=== Section Start ===

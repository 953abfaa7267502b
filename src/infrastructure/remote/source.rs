use async_trait::async_trait;

use crate::core::model::{SearchQuery, SearchResultPage, SourceKind, UnifiedVersion};
use crate::error::SourceError;

/// 上游的分页方式
#[derive(Debug, Clone, Copy, PartialEq, Eq)]
pub enum Pagination {
    /// 偏移量 + 条数（Modrinth）
    Offset,
    /// 从 1 开始的页号 + 每页条数（Spiget）
    OneBasedPage,
}

/// 发给适配器的分页参数，由聚合器根据页码换算
#[derive(Debug, Clone, Copy, PartialEq, Eq)]
pub enum PageCursor {
    Offset { offset: u32, limit: u32 },
    Page { number: u32, size: u32 },
}

impl PageCursor {
    /// 按上游分页方式换算页码（从 0 开始）
    pub fn for_page(pagination: Pagination, page_index: u32, page_size: u32) -> Self {
        match pagination {
            Pagination::Offset => PageCursor::Offset {
                offset: page_index.saturating_mul(page_size),
                limit: page_size,
            },
            Pagination::OneBasedPage => PageCursor::Page {
                number: page_index.saturating_add(1),
                size: page_size,
            },
        }
    }

    /// 本页最多返回的条目数
    pub fn limit(&self) -> u32 {
        match self {
            PageCursor::Offset { limit, .. } => *limit,
            PageCursor::Page { size, .. } => *size,
        }
    }
}

/// 插件市场适配器
///
/// 适配器不保存状态，可以被并发调用。新增市场只需实现该 trait
/// 并注册到 [`crate::core::aggregator::Aggregator`]。
#[async_trait]
pub trait SourceAdapter: Send + Sync {
    fn kind(&self) -> SourceKind;

    fn pagination(&self) -> Pagination;

    /// 搜索一页插件，零结果返回空页而不是错误
    async fn search(
        &self,
        query: &SearchQuery,
        cursor: PageCursor,
    ) -> Result<SearchResultPage, SourceError>;

    /// 列出插件的所有可用版本，不含没有文件的版本
    async fn list_versions(&self, item_id: &str) -> Result<Vec<UnifiedVersion>, SourceError>;
}

#[cfg(test)]
mod tests {
    use super::*;

    #[test]
    fn test_cursor_conversion() {
        assert_eq!(
            PageCursor::for_page(Pagination::Offset, 3, 12),
            PageCursor::Offset { offset: 36, limit: 12 }
        );
        assert_eq!(
            PageCursor::for_page(Pagination::OneBasedPage, 0, 12),
            PageCursor::Page { number: 1, size: 12 }
        );
        assert_eq!(PageCursor::for_page(Pagination::OneBasedPage, 4, 12).limit(), 12);
    }
}
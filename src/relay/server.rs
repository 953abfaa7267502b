//! 下发服务的 HTTP 接口
//!
//! `POST /api/relay/download` 接收 `{downloadUrl, filename, destinationId}`，
//! 请求头 `Authorization: Bearer <token>` 按配置映射到操作者。

use std::sync::Arc;

use axum::extract::rejection::JsonRejection;
use axum::extract::State;
use axum::http::{header, HeaderMap, StatusCode};
use axum::response::{IntoResponse, Response};
use axum::routing::{get, post};
use axum::{Json, Router};
use serde::{Deserialize, Serialize};
use serde_json::{json, Value};
use tokio::net::TcpListener;
use tracing::{info, warn};

use super::{Actor, RelayFailure, StoredArtifact, TransferRelay};
use crate::core::model::TransferRequest;
use crate::error::{AppError, AppResult};
use crate::infrastructure::config::Config;

/// 共享给所有请求的状态
#[derive(Clone)]
pub struct RelayState {
    relay: Arc<TransferRelay>,
    config: Arc<Config>,
}

impl RelayState {
    pub fn new(relay: Arc<TransferRelay>, config: Arc<Config>) -> Self {
        Self { relay, config }
    }
}

#[derive(Debug, Deserialize)]
#[serde(rename_all = "camelCase")]
pub struct DownloadRequest {
    pub download_url: String,
    pub filename: String,
    #[serde(alias = "serverUuid")]
    pub destination_id: String,
}

impl From<DownloadRequest> for TransferRequest {
    fn from(req: DownloadRequest) -> Self {
        Self {
            source_url: req.download_url,
            target_filename: req.filename,
            destination_id: req.destination_id,
        }
    }
}

#[derive(Debug, Serialize)]
#[serde(rename_all = "camelCase")]
pub struct DownloadResponse {
    pub success: bool,
    #[serde(skip_serializing_if = "Option::is_none")]
    pub path: Option<String>,
    #[serde(skip_serializing_if = "Option::is_none")]
    pub size_bytes: Option<u64>,
    #[serde(skip_serializing_if = "Option::is_none")]
    pub sha256: Option<String>,
    #[serde(skip_serializing_if = "Option::is_none")]
    pub message: Option<String>,
}

impl From<StoredArtifact> for DownloadResponse {
    fn from(stored: StoredArtifact) -> Self {
        Self {
            success: true,
            path: Some(stored.path),
            size_bytes: Some(stored.size_bytes),
            sha256: Some(stored.sha256),
            message: None,
        }
    }
}

impl DownloadResponse {
    fn failure(message: impl Into<String>) -> Self {
        Self {
            success: false,
            path: None,
            size_bytes: None,
            sha256: None,
            message: Some(message.into()),
        }
    }
}

impl RelayFailure {
    pub fn status_code(&self) -> StatusCode {
        match self {
            RelayFailure::InvalidRequest(_) => StatusCode::BAD_REQUEST,
            RelayFailure::Forbidden(_) => StatusCode::FORBIDDEN,
            RelayFailure::UpstreamFetchFailed { .. } => StatusCode::BAD_GATEWAY,
            RelayFailure::StorageUnavailable(_) => StatusCode::INTERNAL_SERVER_ERROR,
        }
    }
}

impl IntoResponse for RelayFailure {
    fn into_response(self) -> Response {
        (
            self.status_code(),
            Json(DownloadResponse::failure(self.to_string())),
        )
            .into_response()
    }
}

fn unauthorized() -> Response {
    (
        StatusCode::UNAUTHORIZED,
        Json(DownloadResponse::failure("unauthorised")),
    )
        .into_response()
}

fn bearer_token(headers: &HeaderMap) -> Option<&str> {
    headers
        .get(header::AUTHORIZATION)
        .and_then(|v| v.to_str().ok())
        .and_then(|v| v.strip_prefix("Bearer "))
        .map(str::trim)
        .filter(|t| !t.is_empty())
}

async fn download(
    State(state): State<RelayState>,
    headers: HeaderMap,
    body: Result<Json<DownloadRequest>, JsonRejection>,
) -> Response {
    let Some(actor) = bearer_token(&headers).and_then(|t| state.config.actor_for_token(t)) else {
        warn!("relay request without a valid token");
        return unauthorized();
    };

    let request: TransferRequest = match body {
        Ok(Json(body)) => body.into(),
        Err(rejection) => {
            return RelayFailure::InvalidRequest(rejection.body_text()).into_response();
        }
    };

    match state.relay.relay(&request, &Actor::new(actor)).await {
        Ok(stored) => Json(DownloadResponse::from(stored)).into_response(),
        Err(failure) => failure.into_response(),
    }
}

async fn health() -> Json<Value> {
    Json(json!({
        "status": "ok",
        "version": env!("CARGO_PKG_VERSION"),
    }))
}

pub fn router(state: RelayState) -> Router {
    Router::new()
        .route("/health", get(health))
        .route("/api/relay/download", post(download))
        .with_state(state)
}

/// 启动下发服务，直到收到 Ctrl-C
pub async fn serve(config: Config) -> AppResult<()> {
    if config.relay.tokens.is_empty() {
        warn!("没有配置 [[relay.tokens]]，所有请求都会被拒绝");
    }

    let relay = Arc::new(TransferRelay::from_config(&config)?);
    let bind = config.relay.bind.clone();
    let app = router(RelayState::new(relay, Arc::new(config)));

    let listener = TcpListener::bind(&bind).await?;
    info!(addr = %bind, "relay server listening");
    println!("🚀 下发服务已启动: http://{bind}");

    axum::serve(listener, app)
        .with_graceful_shutdown(async {
            if let Err(e) = tokio::signal::ctrl_c().await {
                warn!(error = %e, "failed to listen for shutdown signal");
            }
        })
        .await
        .map_err(|e| AppError::internal(format!("下发服务异常退出: {e}")))?;

    info!("relay server stopped");
    Ok(())
}
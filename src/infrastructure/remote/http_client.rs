use crate::core::constants::network;
use reqwest::{Client, Response, StatusCode};
use serde::de::DeserializeOwned;
use std::time::Duration;
use url::Url;

/// HTTP 客户端包装器
///
/// 内部的 `reqwest::Client` 自带连接池，克隆开销很小，可在适配器之间共享。
#[derive(Debug, Clone)]
pub struct HttpClient {
    client: Client,
}

impl HttpClient {
    /// 创建新的 HTTP 客户端
    pub fn new() -> Result<Self, NetworkError> {
        Self::with_settings(network::DEFAULT_TIMEOUT_SECS, network::USER_AGENT)
    }

    /// 创建带自定义超时和 User-Agent 的 HTTP 客户端
    pub fn with_settings(timeout_secs: u64, user_agent: &str) -> Result<Self, NetworkError> {
        let client = Client::builder()
            .timeout(Duration::from_secs(timeout_secs))
            .user_agent(user_agent)
            .build()?;

        Ok(Self { client })
    }

    /// 底层客户端
    pub fn inner(&self) -> &Client {
        &self.client
    }

    /// GET 请求，不检查状态码
    pub async fn get(&self, url: Url) -> Result<Response, NetworkError> {
        let response = self.client.get(url).send().await?;
        Ok(response)
    }

    /// GET 请求并返回 JSON，非 2xx 状态码视为错误
    pub async fn get_json<T: DeserializeOwned>(&self, url: Url) -> Result<T, NetworkError> {
        let response = self.get(url).await?;
        let status = response.status();
        if !status.is_success() {
            return Err(NetworkError::from_status(status));
        }

        let body = response.bytes().await?;
        serde_json::from_slice(&body).map_err(|e| NetworkError::Decode(e.to_string()))
    }
}

/// 在基础地址后追加路径段，路径段会被正确转义
pub fn endpoint(base: &Url, segments: &[&str]) -> Result<Url, NetworkError> {
    let mut url = base.clone();
    url.path_segments_mut()
        .map_err(|_| NetworkError::GenericError(format!("无法作为基础地址: {base}")))?
        .pop_if_empty()
        .extend(segments);
    Ok(url)
}

/// 网络错误类型
#[derive(Debug, thiserror::Error)]
pub enum NetworkError {
    #[error("HTTP request failed: {0}")]
    HttpError(#[from] reqwest::Error),

    #[error("Invalid URL: {0}")]
    InvalidUrl(#[from] url::ParseError),

    #[error("Server error: {0}")]
    ServerError(String),

    #[error("Not found")]
    NotFound,

    #[error("Unexpected status: {0}")]
    Status(u16),

    #[error("Malformed response body: {0}")]
    Decode(String),

    #[error("Generic error: {0}")]
    GenericError(String),
}

impl NetworkError {
    /// 从 HTTP 状态码创建错误
    pub fn from_status(status: StatusCode) -> Self {
        match status {
            StatusCode::NOT_FOUND => Self::NotFound,
            StatusCode::INTERNAL_SERVER_ERROR => {
                Self::ServerError("Internal server error".to_string())
            }
            StatusCode::SERVICE_UNAVAILABLE => {
                Self::ServerError("Service unavailable".to_string())
            }
            _ => Self::Status(status.as_u16()),
        }
    }

    pub fn is_not_found(&self) -> bool {
        matches!(self, Self::NotFound)
    }
}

=== Section End ===

▸ **WHAT THE TASK ASKS**
Output, unchanged, the lines of the listing above from the first one through the one holding "Pagination::Offset => PageCursor::Offset". Leave out every line after it.

▸ **OUTPUT OF THE EXERCISE**
repository 953abfaa7267502b
filename src/infrastructure/remote/source.rs
use async_trait::async_trait;

use crate::core::model::{SearchQuery, SearchResultPage, SourceKind, UnifiedVersion};
use crate::error::SourceError;

/// 上游的分页方式
#[derive(Debug, Clone, Copy, PartialEq, Eq)]
pub enum Pagination {
    /// 偏移量 + 条数（Modrinth）
    Offset,
    /// 从 1 开始的页号 + 每页条数（Spiget）
    OneBasedPage,
}

/// 发给适配器的分页参数，由聚合器根据页码换算
#[derive(Debug, Clone, Copy, PartialEq, Eq)]
pub enum PageCursor {
    Offset { offset: u32, limit: u32 },
    Page { number: u32, size: u32 },
}

impl PageCursor {
    /// 按上游分页方式换算页码（从 0 开始）
    pub fn for_page(pagination: Pagination, page_index: u32, page_size: u32) -> Self {
        match pagination {
            Pagination::Offset => PageCursor::Offset {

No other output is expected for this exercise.